Mental Struggle of a Working Mom

I go to a great deal of other blogs for crafting ideas and shopping deals but for those sites that also include articles either by themselves or from readers I'm starting to notice a resounding theme: Well you should have time to do this...
And the 'this' is coming from stay-at-home parents. I'm not saying that stay-at-home parents do absolutely nothing heck during this clean out of the house I found my old chore list with times and days of week that I had when I was a stay-at-home parent and I was doing 8 hours of work on the house every day other than Saturday and Sunday. I used to dedicate 6 hrs a week just in couponing. I'm not saying that stay-at-home parents don't work but I am saying they aren't burdened with the same kind of work. They don't have the demands of those that work around them and then the demands of the household. They don't have to worry about being at their building, seat, or position right on time and work for hours on end for things that don't help the household other than that paycheck once a week or every few weeks depending on your pay schedule.

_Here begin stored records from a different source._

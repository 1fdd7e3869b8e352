//! Sidebar feedback rating.

use anyhow::{anyhow, Result};
use serde::Serialize;

pub const MIN_RATING: u8 = 1;
pub const MAX_RATING: u8 = 5;
pub const DEFAULT_RATING: u8 = 3;

pub const PROFILE_LINK: &str = "https://github.com/MohamedFarhun";

/// A star rating in `MIN_RATING..=MAX_RATING`.
#[derive(Clone, Copy, Debug, PartialEq, Eq, Serialize)]
pub struct Rating(u8);

impl Default for Rating {
    fn default() -> Self {
        Rating(DEFAULT_RATING)
    }
}

impl Rating {
    pub fn new(stars: u8) -> Result<Self> {
        if !(MIN_RATING..=MAX_RATING).contains(&stars) {
            return Err(anyhow!(
                "rating must be between {} and {}, got {}",
                MIN_RATING,
                MAX_RATING,
                stars
            ));
        }
        Ok(Rating(stars))
    }

    pub fn parse(raw: &str) -> Result<Self> {
        let stars: u8 = raw
            .trim()
            .parse()
            .map_err(|_| anyhow!("rating must be a number, got '{}'", raw))?;
        Self::new(stars)
    }

    pub fn stars(self) -> u8 {
        self.0
    }

    pub fn acknowledgement(self) -> String {
        format!("Thanks for rating us {} stars! 🌟", self.0)
    }
}

#[cfg(test)]
mod tests {
    use super::*;

    #[test]
    fn accepts_one_through_five() {
        for stars in 1..=5 {
            assert_eq!(Rating::new(stars).unwrap().stars(), stars);
        }
        assert_eq!(Rating::default().stars(), 3);
    }

    #[test]
    fn rejects_out_of_range_and_garbage() {
        assert!(Rating::new(0).is_err());
        assert!(Rating::new(6).is_err());
        assert!(Rating::parse("five").is_err());
        assert!(Rating::parse("-1").is_err());
    }

    #[test]
    fn acknowledgement_names_stars() {
        let rating = Rating::parse(" 4 ").unwrap();
        assert_eq!(rating.acknowledgement(), "Thanks for rating us 4 stars! 🌟");
    }
}
//! Best-effort removal of intermediate build artifacts

use std::fs;

use crate::config::consts::build::INTERMEDIATE_EXTENSIONS;
use crate::job::CompilationJob;

/// Remove `<basename>.<ext>` for the fixed intermediate extension set.
///
/// Every removal error is discarded: a missing file is the common case
/// and a locked or read-only file must not abort the run.
pub fn clean_intermediates(job: &CompilationJob) {
    for ext in INTERMEDIATE_EXTENSIONS {
        let _ = fs::remove_file(job.artifact_path(ext));
    }
}
mod cli;
mod commands;

use clap::{CommandFactory, Parser};
use cli::Cli;

fn main() {
    let cli = Cli::parse();

    // A wrong file count is a usage hint, not an error: print usage and
    // exit 0.
    if cli.files.len() != 1 {
        println!("Requires exactly one LaTeX file argument.");
        println!("{}", Cli::command().render_usage());
        return;
    }

    let result = commands::compile::run(
        &cli.files[0],
        cli.papersize.as_deref(),
        cli.show,
        cli.noclean,
        cli.verbose,
    );

    if let Err(e) = result {
        eprintln!("Error: {}", e);
        std::process::exit(1);
    }
}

Now I have been blessed because I do have pretty flexible hours and I only have to work 20 hours a week. But, it is because I am blessed in that manner that the budget, chores, shopping, children and appointments are on my plate. Things are not split up so when a person says, "You should get more sleep" I get annoyed because I would love to get more sleep but then I have to let something else go in my life. I hate it when I hear, "You should exercise more" because I've tried to work it into my schedule and again I have to let things fall.
In the end it comes down to priorities. I always learned that if you want to stay healthy, happy and save money then you need to take care of the things you have. That means trying to keep up with the household which is no easy task. Some people put exercise ahead of the household chores which is fine that is what is best for them. It is the people who do not have a traditional job and then act like the rest of us should have time for spending time with our kids, keeping our house clean, exercising, making home cooked meals every night.... it is those people that have been grating on my nerves.
When I'm at work I think about what I need to do at home and when I'm at home I am consumed with thoughts of work. It's a never ending struggle and I just want to pull my hair out. I just wish people would recognize the struggles of the primary care giver that also works.
Well that was my entire break at work (means I don't get a cigarette which is a good thing because I really need to try and get back to quitting) so back to work with me and I hope I haven't offended too many people.